Dataset entries
============================================================

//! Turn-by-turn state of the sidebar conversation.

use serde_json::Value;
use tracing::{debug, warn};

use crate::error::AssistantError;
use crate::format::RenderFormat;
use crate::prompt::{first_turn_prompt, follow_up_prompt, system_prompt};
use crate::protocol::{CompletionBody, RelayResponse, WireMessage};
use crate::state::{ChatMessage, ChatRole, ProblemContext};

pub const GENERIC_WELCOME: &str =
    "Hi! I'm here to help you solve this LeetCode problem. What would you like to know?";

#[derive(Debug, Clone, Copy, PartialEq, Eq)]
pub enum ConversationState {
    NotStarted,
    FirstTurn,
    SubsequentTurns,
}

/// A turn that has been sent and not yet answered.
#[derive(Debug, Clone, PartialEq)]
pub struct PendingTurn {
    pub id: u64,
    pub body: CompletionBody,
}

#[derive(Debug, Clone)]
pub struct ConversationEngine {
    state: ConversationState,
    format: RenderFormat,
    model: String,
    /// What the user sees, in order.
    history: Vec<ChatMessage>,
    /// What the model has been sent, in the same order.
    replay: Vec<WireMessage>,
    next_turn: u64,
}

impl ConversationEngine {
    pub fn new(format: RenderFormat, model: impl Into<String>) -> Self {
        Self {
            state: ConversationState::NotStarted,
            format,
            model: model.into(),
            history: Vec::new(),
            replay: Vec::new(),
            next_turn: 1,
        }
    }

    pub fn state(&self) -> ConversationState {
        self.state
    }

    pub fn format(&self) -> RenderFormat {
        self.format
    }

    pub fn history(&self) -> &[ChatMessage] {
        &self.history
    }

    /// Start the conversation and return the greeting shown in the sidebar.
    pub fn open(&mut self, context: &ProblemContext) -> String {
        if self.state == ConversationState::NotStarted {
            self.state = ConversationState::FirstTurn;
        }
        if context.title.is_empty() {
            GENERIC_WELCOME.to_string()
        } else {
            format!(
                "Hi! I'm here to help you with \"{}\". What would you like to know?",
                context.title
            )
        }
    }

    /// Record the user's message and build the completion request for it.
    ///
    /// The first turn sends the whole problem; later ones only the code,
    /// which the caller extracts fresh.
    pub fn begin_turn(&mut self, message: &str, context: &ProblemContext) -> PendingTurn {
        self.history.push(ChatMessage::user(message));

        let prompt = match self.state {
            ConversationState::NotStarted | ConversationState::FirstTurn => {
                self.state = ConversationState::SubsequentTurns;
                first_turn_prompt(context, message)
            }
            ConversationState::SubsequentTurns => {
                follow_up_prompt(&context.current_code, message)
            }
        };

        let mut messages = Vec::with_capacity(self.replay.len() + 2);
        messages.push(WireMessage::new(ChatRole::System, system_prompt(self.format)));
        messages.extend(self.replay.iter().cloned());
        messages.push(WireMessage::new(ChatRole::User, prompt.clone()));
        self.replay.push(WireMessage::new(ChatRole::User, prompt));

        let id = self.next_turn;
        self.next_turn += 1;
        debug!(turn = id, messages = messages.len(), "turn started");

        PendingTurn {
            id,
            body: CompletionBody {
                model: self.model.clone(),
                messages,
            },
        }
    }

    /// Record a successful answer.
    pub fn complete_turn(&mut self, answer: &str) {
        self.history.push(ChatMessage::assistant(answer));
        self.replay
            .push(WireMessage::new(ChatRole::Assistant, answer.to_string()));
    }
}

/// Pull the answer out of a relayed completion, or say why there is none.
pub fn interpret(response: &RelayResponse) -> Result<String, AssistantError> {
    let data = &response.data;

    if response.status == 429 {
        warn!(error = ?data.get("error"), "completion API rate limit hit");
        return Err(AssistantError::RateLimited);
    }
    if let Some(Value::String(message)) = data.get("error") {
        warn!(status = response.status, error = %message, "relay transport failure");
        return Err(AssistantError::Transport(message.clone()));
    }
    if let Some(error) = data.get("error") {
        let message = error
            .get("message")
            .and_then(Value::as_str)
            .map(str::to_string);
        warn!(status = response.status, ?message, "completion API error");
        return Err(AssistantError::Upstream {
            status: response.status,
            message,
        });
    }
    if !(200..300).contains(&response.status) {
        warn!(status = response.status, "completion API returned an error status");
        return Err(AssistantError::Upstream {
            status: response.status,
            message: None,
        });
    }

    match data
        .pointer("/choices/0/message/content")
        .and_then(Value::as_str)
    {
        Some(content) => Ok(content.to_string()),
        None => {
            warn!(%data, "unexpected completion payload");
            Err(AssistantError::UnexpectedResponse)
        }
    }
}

============================================================

**Instructions to follow**
All lines above between those holding "sees, in order." and "pub fn format(&self)", inclusive, must be set down unchanged, and no other line may be included.

**Task result**
    /// What the user sees, in order.
    history: Vec<ChatMessage>,
    /// What the model has been sent, in the same order.
    replay: Vec<WireMessage>,
    next_turn: u64,
}

impl ConversationEngine {
    pub fn new(format: RenderFormat, model: impl Into<String>) -> Self {
        Self {
            state: ConversationState::NotStarted,
            format,
            model: model.into(),
            history: Vec::new(),
            replay: Vec::new(),
            next_turn: 1,
        }
    }

    pub fn state(&self) -> ConversationState {
        self.state
    }

    pub fn format(&self) -> RenderFormat {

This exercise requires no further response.